• **HOW TO COMPLETE THIS TASK**
Every record must be reproduced exactly. Leave none out.

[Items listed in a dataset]
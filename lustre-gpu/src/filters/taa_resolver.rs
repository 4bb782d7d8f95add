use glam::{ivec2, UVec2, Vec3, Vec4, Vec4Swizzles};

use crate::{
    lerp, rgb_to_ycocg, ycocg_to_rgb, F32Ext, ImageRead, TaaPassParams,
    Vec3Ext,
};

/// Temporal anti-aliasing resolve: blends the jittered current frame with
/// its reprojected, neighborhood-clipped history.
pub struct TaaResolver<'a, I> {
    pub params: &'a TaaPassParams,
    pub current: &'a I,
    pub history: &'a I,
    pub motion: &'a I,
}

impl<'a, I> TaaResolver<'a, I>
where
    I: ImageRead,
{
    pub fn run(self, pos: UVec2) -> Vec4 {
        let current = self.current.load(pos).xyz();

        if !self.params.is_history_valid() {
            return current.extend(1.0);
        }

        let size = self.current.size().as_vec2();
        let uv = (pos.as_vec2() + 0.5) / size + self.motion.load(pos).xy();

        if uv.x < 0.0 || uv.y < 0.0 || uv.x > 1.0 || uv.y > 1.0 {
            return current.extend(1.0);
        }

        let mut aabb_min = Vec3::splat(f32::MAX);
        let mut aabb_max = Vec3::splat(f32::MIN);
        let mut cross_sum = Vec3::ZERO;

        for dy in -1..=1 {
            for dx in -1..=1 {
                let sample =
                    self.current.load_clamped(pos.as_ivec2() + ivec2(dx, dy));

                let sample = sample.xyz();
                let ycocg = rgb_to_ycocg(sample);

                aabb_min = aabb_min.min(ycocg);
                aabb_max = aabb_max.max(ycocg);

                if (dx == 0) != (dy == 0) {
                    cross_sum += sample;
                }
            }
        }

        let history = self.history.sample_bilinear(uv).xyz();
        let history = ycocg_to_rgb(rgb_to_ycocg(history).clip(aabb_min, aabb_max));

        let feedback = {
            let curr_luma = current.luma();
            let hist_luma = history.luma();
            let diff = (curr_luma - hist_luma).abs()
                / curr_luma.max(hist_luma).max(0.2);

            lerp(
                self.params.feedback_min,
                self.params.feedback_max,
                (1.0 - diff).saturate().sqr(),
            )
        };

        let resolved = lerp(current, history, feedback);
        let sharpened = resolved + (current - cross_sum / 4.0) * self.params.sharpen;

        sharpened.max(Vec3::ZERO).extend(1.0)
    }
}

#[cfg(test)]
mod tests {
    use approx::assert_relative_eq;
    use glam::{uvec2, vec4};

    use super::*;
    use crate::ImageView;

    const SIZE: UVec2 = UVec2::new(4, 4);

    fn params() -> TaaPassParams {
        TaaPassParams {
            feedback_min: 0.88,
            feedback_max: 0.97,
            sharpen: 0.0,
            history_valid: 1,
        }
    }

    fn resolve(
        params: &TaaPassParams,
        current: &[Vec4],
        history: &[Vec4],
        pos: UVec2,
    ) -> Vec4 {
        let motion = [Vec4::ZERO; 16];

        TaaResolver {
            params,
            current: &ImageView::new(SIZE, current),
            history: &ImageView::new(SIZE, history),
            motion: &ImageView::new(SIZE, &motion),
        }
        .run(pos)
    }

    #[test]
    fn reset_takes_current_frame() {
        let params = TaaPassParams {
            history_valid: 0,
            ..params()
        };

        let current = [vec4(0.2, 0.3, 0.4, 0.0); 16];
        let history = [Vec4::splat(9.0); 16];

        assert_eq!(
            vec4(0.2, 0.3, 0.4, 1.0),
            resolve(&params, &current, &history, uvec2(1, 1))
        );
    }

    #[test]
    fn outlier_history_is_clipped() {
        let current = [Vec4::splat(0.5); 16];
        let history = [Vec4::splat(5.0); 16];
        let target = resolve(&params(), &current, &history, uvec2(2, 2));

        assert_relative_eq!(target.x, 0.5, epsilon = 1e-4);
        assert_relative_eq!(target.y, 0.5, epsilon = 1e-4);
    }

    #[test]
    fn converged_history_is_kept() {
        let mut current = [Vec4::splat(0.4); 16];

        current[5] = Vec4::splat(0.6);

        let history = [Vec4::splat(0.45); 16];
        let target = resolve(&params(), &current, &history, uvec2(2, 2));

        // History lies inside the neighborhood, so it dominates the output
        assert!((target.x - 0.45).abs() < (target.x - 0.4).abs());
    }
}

• **ANSWER TO THE PROBLEM**
filename lustre-gpu/src/filters/taa_resolver.rs
repository 4bb782d7d8f95add
use glam::{ivec2, UVec2, Vec3, Vec4, Vec4Swizzles};

use crate::{
    lerp, rgb_to_ycocg, ycocg_to_rgb, F32Ext, ImageRead, TaaPassParams,
    Vec3Ext,
};

/// Temporal anti-aliasing resolve: blends the jittered current frame with
/// its reprojected, neighborhood-clipped history.
pub struct TaaResolver<'a, I> {
    pub params: &'a TaaPassParams,
    pub current: &'a I,
    pub history: &'a I,
    pub motion: &'a I,
}

impl<'a, I> TaaResolver<'a, I>
where
    I: ImageRead,
{
    pub fn run(self, pos: UVec2) -> Vec4 {
        let current = self.current.load(pos).xyz();

        if !self.params.is_history_valid() {
            return current.extend(1.0);
        }

        let size = self.current.size().as_vec2();
        let uv = (pos.as_vec2() + 0.5) / size + self.motion.load(pos).xy();

        if uv.x < 0.0 || uv.y < 0.0 || uv.x > 1.0 || uv.y > 1.0 {
            return current.extend(1.0);
        }

        let mut aabb_min = Vec3::splat(f32::MAX);
        let mut aabb_max = Vec3::splat(f32::MIN);
        let mut cross_sum = Vec3::ZERO;

        for dy in -1..=1 {
            for dx in -1..=1 {
                let sample =
                    self.current.load_clamped(pos.as_ivec2() + ivec2(dx, dy));

                let sample = sample.xyz();
                let ycocg = rgb_to_ycocg(sample);

                aabb_min = aabb_min.min(ycocg);
                aabb_max = aabb_max.max(ycocg);

                if (dx == 0) != (dy == 0) {
                    cross_sum += sample;
                }
            }
        }

        let history = self.history.sample_bilinear(uv).xyz();
        let history = ycocg_to_rgb(rgb_to_ycocg(history).clip(aabb_min, aabb_max));

        let feedback = {
            let curr_luma = current.luma();
            let hist_luma = history.luma();
            let diff = (curr_luma - hist_luma).abs()
                / curr_luma.max(hist_luma).max(0.2);

            lerp(
                self.params.feedback_min,
                self.params.feedback_max,
                (1.0 - diff).saturate().sqr(),
            )
        };

        let resolved = lerp(current, history, feedback);
        let sharpened = resolved + (current - cross_sum / 4.0) * self.params.sharpen;

        sharpened.max(Vec3::ZERO).extend(1.0)
    }
}

#[cfg(test)]
mod tests {
    use approx::assert_relative_eq;
    use glam::{uvec2, vec4};

    use super::*;
    use crate::ImageView;

    const SIZE: UVec2 = UVec2::new(4, 4);

    fn params() -> TaaPassParams {
        TaaPassParams {
            feedback_min: 0.88,
            feedback_max: 0.97,
            sharpen: 0.0,
            history_valid: 1,
        }
    }

    fn resolve(
        params: &TaaPassParams,
        current: &[Vec4],
        history: &[Vec4],
        pos: UVec2,
    ) -> Vec4 {
        let motion = [Vec4::ZERO; 16];

        TaaResolver {
            params,
            current: &ImageView::new(SIZE, current),
            history: &ImageView::new(SIZE, history),
            motion: &ImageView::new(SIZE, &motion),
        }
        .run(pos)
    }

    #[test]
    fn reset_takes_current_frame() {
        let params = TaaPassParams {
            history_valid: 0,
            ..params()
        };

        let current = [vec4(0.2, 0.3, 0.4, 0.0); 16];
        let history = [Vec4::splat(9.0); 16];

        assert_eq!(
            vec4(0.2, 0.3, 0.4, 1.0),
            resolve(&params, &current, &history, uvec2(1, 1))
        );
    }

    #[test]
    fn outlier_history_is_clipped() {
        let current = [Vec4::splat(0.5); 16];
        let history = [Vec4::splat(5.0); 16];
        let target = resolve(&params(), &current, &history, uvec2(2, 2));

        assert_relative_eq!(target.x, 0.5, epsilon = 1e-4);
        assert_relative_eq!(target.y, 0.5, epsilon = 1e-4);
    }

    #[test]
    fn converged_history_is_kept() {
        let mut current = [Vec4::splat(0.4); 16];

        current[5] = Vec4::splat(0.6);

        let history = [Vec4::splat(0.45); 16];
        let target = resolve(&params(), &current, &history, uvec2(2, 2));

        // History lies inside the neighborhood, so it dominates the output
        assert!((target.x - 0.45).abs() < (target.x - 0.4).abs());
    }
}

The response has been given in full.